Here Taciturn and Jill paused for Katie and Andrew to catch up.
‘I thought we were going to climb the whole of that mountain,’ Katie said with a laugh. ‘I couldn’t see how ‒’
‘It gives to a path to the bottom from hereabouts,’ Taciturn said in his slow voice. The way he said each word, singing the diphthong, had a charm of its own. ‘Bit of a landslide caused by that there creek, I guess. You jes’ come up between the landslide and the side of the old King, Miss Katie. Now all we has to do is cross over the hump of this here spur and we’re right. Flat country t’other side ‒’
‘You all right, Andrew?’ Jill asked in a voice that had neither interest nor lack of interest in it. Jill was another one, Katie thought, who did not commit herself too early in an acquaintance.
‘Yes, I’m all right. Thank you very much,’ Andrew said politely. ‘I was wondering where all those rocks split off the mountain. Guess it was heat and cold that did it. My book said it can drop thirty degrees in temperature between midday and midnight in this part of Australia.’
‘Goodness, you’re a bookworm, are you?’ said Jill and looked with a speculative interest at the boy. ‘How old are you? You sound like a professor to me.’
‘Ten. Professor of what, Miss Ryde?’
‘Jill to you, little boy, and don’t you be too know-all round about me. I might show you something about this country you don’t already know. I’ve lived here.’
Katie bit her lip and preferred to look at the sky turning now from pink to mauve. Ji
ll’s tone of voice had not exactly been unkind. It was true, what Bern Malin had said ‒ she could not go on protecting Andrew for ever, though she had wanted badly to put in a word in her young brother’s defence when Jill had spoken.
Suddenly the other girl laughed.
‘Don’t look so determined to be polite, Katie,’ she said. ‘I suppose you think you have to be because Tass and I are in charge now. Well, you don’t have to be polite, and you don’t have to try. Me? I just speak my mind, specially to freaks like Andrew …’
‘Freak!’ Katie protested.
‘Any child of ten who’s read about this part of Australia is a freak. Nobody knows it except us. That is Rydes and Malins and the surveyors and prospectors out east. Gideon Dent’s the only person ever been this way except those of us here now.’

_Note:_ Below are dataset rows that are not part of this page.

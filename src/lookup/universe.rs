//! Deck universes: which decks a table is built from.

use std::collections::BTreeSet;
use std::fmt;

use tracing::info;

use crate::catalog::DeckCatalog;
use crate::error::{LookupError, Result};
use crate::lookup::table::{build_table, BuildLimits, LookupTable};
use crate::lookup::token::DeckAttributeProfile;

/// The whole catalog, or the catalog minus the decks one user already owns.
#[derive(Debug, Clone, Copy, PartialEq, Eq, Hash)]
pub enum Universe {
    Global,
    User(u32),
}

impl Universe {
    /// Artifact file name for this universe.
    pub fn file_name(self) -> String {
        match self {
            Universe::Global => "lookup_table.json".to_string(),
            Universe::User(id) => format!("lookup_table_{}.json", id),
        }
    }

    /// Deck ids left out of this universe.
    pub fn exclusions(self, catalog: &DeckCatalog) -> Result<BTreeSet<u32>> {
        match self {
            Universe::Global => Ok(BTreeSet::new()),
            Universe::User(id) => catalog
                .user(id)
                .map(|u| u.owned_decks.iter().copied().collect())
                .ok_or(LookupError::UnknownUser(id)),
        }
    }
}

impl fmt::Display for Universe {
    fn fmt(&self, f: &mut fmt::Formatter<'_>) -> fmt::Result {
        match self {
            Universe::Global => write!(f, "global"),
            Universe::User(id) => write!(f, "user {}", id),
        }
    }
}

/// Extract profiles for the universe and build its table.
///
/// Any deck that fails extraction fails the whole build; a table is never
/// published with decks silently dropped.
pub fn build_for_universe(
    catalog: &DeckCatalog,
    universe: Universe,
    limits: &BuildLimits,
) -> Result<LookupTable> {
    let excluded = universe.exclusions(catalog)?;
    let profiles = catalog
        .universe(&excluded)
        .into_iter()
        .map(DeckAttributeProfile::from_record)
        .collect::<Result<Vec<_>>>()?;

    info!(
        %universe,
        decks = profiles.len(),
        excluded = excluded.len(),
        "building lookup table"
    );
    build_table(&profiles, limits)
}
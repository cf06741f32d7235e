//! Deckfinder: deck-recommendation lookup tables and the in-browser quiz server.
//!
//! The admin binary (`deckfinder-build`) builds one lookup table per universe
//! from the deck catalog and publishes it as JSON. The WASM side exports
//! `handle_request(method, path, query, body)` for the Service Worker bridge:
//! it loads a published table and catalog, walks the player through the quiz,
//! and resolves the final key to a deck. Routing uses `matchit`.

use wasm_bindgen::prelude::*;

pub mod catalog;
pub mod error;
pub mod lookup;
pub mod quiz;
pub mod routes;
pub mod store;

pub use error::{LookupError, Result};

/// Process an HTTP-like request and return an HTML fragment (or JSON for
/// `/api/lookup` and `/api/quiz/state`).
///
/// # Arguments
/// * `method` - HTTP method (`GET`, `POST`)
/// * `path`   - URL path (e.g. `/api/quiz/step`)
/// * `query`  - Query string (e.g. `?key=d%3D0%7Cs%3D1`)
/// * `body`   - Request body; empty for GET requests.
#[wasm_bindgen]
pub fn handle_request(method: &str, path: &str, query: &str, body: &str) -> String {
    let mut router = matchit::Router::new();

    router.insert("/api/table/load", "table_load").ok();
    router.insert("/api/table/status", "table_status").ok();
    router.insert("/api/catalog/load", "catalog_load").ok();
    router.insert("/api/lookup", "lookup").ok();

    router.insert("/api/quiz/step", "quiz_step").ok();
    router.insert("/api/quiz/answer", "quiz_answer").ok();
    router.insert("/api/quiz/select", "quiz_select").ok();
    router.insert("/api/quiz/back", "quiz_back").ok();
    router.insert("/api/quiz/reset", "quiz_reset").ok();
    router.insert("/api/quiz/state", "quiz_state").ok();
    router.insert("/api/quiz/import", "quiz_import").ok();

    router.insert("/api/deck/result", "deck_result").ok();

    match router.at(path) {
        Ok(matched) => match (*matched.value, method) {
            ("table_load", "POST") => routes::table::handle_load_post(query, body),
            ("table_status", "GET") => routes::table::handle_status_get(query),
            ("catalog_load", "POST") => routes::table::handle_catalog_load_post(body),
            ("lookup", "GET") => routes::lookup::handle_get(query),

            ("quiz_step", "GET") => routes::quiz::handle_step_get(query),
            ("quiz_answer", "POST") => routes::quiz::handle_answer_post(body),
            ("quiz_select", "POST") => routes::quiz::handle_select_post(body),
            ("quiz_back", "POST") => routes::quiz::handle_back_post(body),
            ("quiz_reset", "POST") => routes::quiz::handle_reset_post(body),
            ("quiz_state", "GET") => routes::quiz::handle_state_get(query),
            ("quiz_import", "POST") => routes::quiz::handle_import_post(body),

            ("deck_result", "GET") => routes::deck::handle_result_get(query),

            _ => method_not_allowed(),
        },
        Err(_) => not_found(),
    }
}

fn not_found() -> String {
    r#"<span class="text-red-600">404: route not found</span>"#.to_string()
}

fn method_not_allowed() -> String {
    r#"<span class="text-red-600">405: method not allowed</span>"#.to_string()
}

#[cfg(test)]
mod tests {
    use super::*;
    use crate::quiz::state::{replace_state, QuizState};

    const TABLE: &str = r#"{"a=0|d=0|s=0|t=0": 1, "empty": 0, "s=0": 1}"#;

    #[test]
    fn returns_404_for_unknown_route() {
        let html = handle_request("GET", "/api/nonexistent", "", "");
        assert!(html.contains("404"));
    }

    #[test]
    fn returns_405_for_wrong_method() {
        assert!(handle_request("POST", "/api/lookup", "", "").contains("405"));
        assert!(handle_request("GET", "/api/table/load", "", "").contains("405"));
        assert!(handle_request("GET", "/api/quiz/answer", "", "").contains("405"));
    }

    #[test]
    fn routes_table_load_and_lookup() {
        replace_state(QuizState::default());
        let html = handle_request("POST", "/api/table/load", "?source=lookup_table.json", TABLE);
        assert!(html.contains("Loaded 3 keys"));
        assert!(handle_request("GET", "/api/table/status", "", "").contains("lookup_table.json"));

        let json = handle_request("GET", "/api/lookup", "?key=s%3D0", "");
        assert_eq!(json, r#"{"key":"s=0","status":1}"#);
        replace_state(QuizState::default());
    }

    #[test]
    fn routes_quiz_step_and_state() {
        replace_state(QuizState::default());
        handle_request("POST", "/api/table/load", "", TABLE);
        let html = handle_request("GET", "/api/quiz/step", "", "");
        assert!(html.contains(r#"<div id="quiz">"#));

        let html = handle_request("POST", "/api/quiz/answer", "", "question=atag&value=");
        assert!(html.contains(r#"value="s""#));

        let state = handle_request("GET", "/api/quiz/state", "", "");
        assert!(state.contains("atag"));
        handle_request("POST", "/api/quiz/reset", "", "");
        assert!(handle_request("POST", "/api/quiz/import", "", &state).contains("restored"));
        replace_state(QuizState::default());
    }

    #[test]
    fn routes_catalog_and_result() {
        replace_state(QuizState::default());
        let catalog = r#"{"decks": [
            {"id": 9, "name": "Branded", "strength": 0, "difficulty": 0, "deck_type": 0, "art_style": 0}
        ]}"#;
        assert!(handle_request("POST", "/api/catalog/load", "", catalog).contains("Loaded 1 decks"));
        let html = handle_request("GET", "/api/deck/result", "?key=a%3D0%7Cd%3D0%7Cs%3D0%7Ct%3D0%7Cend", "");
        assert!(html.contains("Branded"));
        replace_state(QuizState::default());
    }
}
//! Quiz answers as lookup keys.

use std::collections::BTreeSet;

use crate::lookup::table::{LookupTable, Status};
use crate::lookup::token::{LookupKey, TokenKind};

/// An unordered set of answer tokens, canonicalized the same way as the
/// table keys.
#[derive(Debug, Clone, Default, PartialEq, Eq)]
pub struct AnswerSet {
    tokens: BTreeSet<String>,
}

impl AnswerSet {
    pub fn new() -> Self {
        Self::default()
    }

    /// Build from raw tokens in any order (`["s=0", "d=1"]`).
    pub fn from_tokens<I, S>(tokens: I) -> Self
    where
        I: IntoIterator<Item = S>,
        S: AsRef<str>,
    {
        let mut set = Self::new();
        for token in tokens {
            set.insert_token(token.as_ref());
        }
        set
    }

    pub fn insert(&mut self, kind: TokenKind, value: impl std::fmt::Display) {
        self.tokens.insert(kind.token(value));
    }

    pub fn insert_token(&mut self, token: &str) {
        let token = token.trim();
        if !token.is_empty() {
            self.tokens.insert(token.to_string());
        }
    }

    /// A copy with one more token.
    pub fn with(&self, token: &str) -> Self {
        let mut next = self.clone();
        next.insert_token(token);
        next
    }

    pub fn len(&self) -> usize {
        self.tokens.len()
    }

    pub fn is_empty(&self) -> bool {
        self.tokens.is_empty()
    }

    /// Canonical key; `empty` when no answers were given.
    pub fn key(&self) -> LookupKey {
        LookupKey::from_tokens(&self.tokens)
    }

    /// Resolve against a table. Unknown combinations come back as
    /// [`Status::Multiple`].
    pub fn resolve(&self, table: &LookupTable) -> Status {
        table.resolve(&self.key())
    }
}

#[cfg(test)]
mod tests {
    use super::*;
    use crate::catalog::tests::plain_deck;
    use crate::lookup::table::{build_table, BuildLimits};
    use crate::lookup::token::DeckAttributeProfile;

    #[test]
    fn answer_order_does_not_matter() {
        let forward = AnswerSet::from_tokens(["s=0", "d=1", "sm=3"]);
        let mut backward = AnswerSet::new();
        backward.insert(TokenKind::SummoningMethod, 3);
        backward.insert(TokenKind::Difficulty, 1);
        backward.insert(TokenKind::Strength, 0);
        assert_eq!(forward.key(), backward.key());
        assert_eq!(forward.key().as_str(), "d=1|s=0|sm=3");
    }

    #[test]
    fn no_answers_is_empty_key() {
        assert_eq!(AnswerSet::new().key().as_str(), "empty");
    }

    #[test]
    fn resolves_against_table() {
        let profiles = vec![
            DeckAttributeProfile::from_record(&plain_deck(1, 0, 0, 0, 0)).unwrap(),
            DeckAttributeProfile::from_record(&plain_deck(2, 1, 0, 0, 0)).unwrap(),
        ];
        let table = build_table(&profiles, &BuildLimits::default()).unwrap();

        assert_eq!(AnswerSet::new().resolve(&table), Status::Multiple);
        let d0 = AnswerSet::from_tokens(["d=0"]);
        assert_eq!(d0.resolve(&table), Status::Multiple);
        assert_eq!(d0.with("s=1").resolve(&table), Status::Unique);
        assert_eq!(d0.with("s=3").resolve(&table), Status::Multiple);
    }
}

‘He wrote a diary. My father had it,’ Andrew said, as if the matter was not of much importance ‒ just something to be taken for granted.
Jill had taken Nipper’s bridle from Taciturn while the rock man tightened the horse’s girths and tested the ropes tying on the pack-bags to the saddle.
She looked round the horse’s nose to speculate on this impossible ten-year-old prodigy.
‘Oh, he did, did he? You mean Gideon Dent?’
‘Yes,’ Andrew went on mildly. ‘My father sent it back to him just before he died. My father died, I mean. I’d like to see it again.’
‘In which case you’ll be lucky,’ Jill said. ‘Nobody round here ever sees him. He’s a myth ‒ almost.’
‘We will,’ Katie put in quickly. ‘He’s our cousin. That is why we’ve come.’
‘Good luck to you,’ Jill said with a laugh. ‘Flesh and blood is closer than good neighbours, I suppose. He just might emerge for you … if legends come to life again.’
Katie’s heart beat painfully. It must be the climb ‒ surely.
Jill changed the tone of her voice.
‘I’m sorry if I sound snipperty,’ she said. ‘We get so tired of messages for Gideon Dent ‒ and inquiries for Gideon Dent ‒ from prospectors going through. To us he’s the man-that-never-was but as messages do come and go I suppose he must be somewhere out in the wilds. Anyhow Bern would never have brought you out here if he hadn’t been able to find him ‒ Bern knows everyone who’s ever been this way for two hundred miles around.’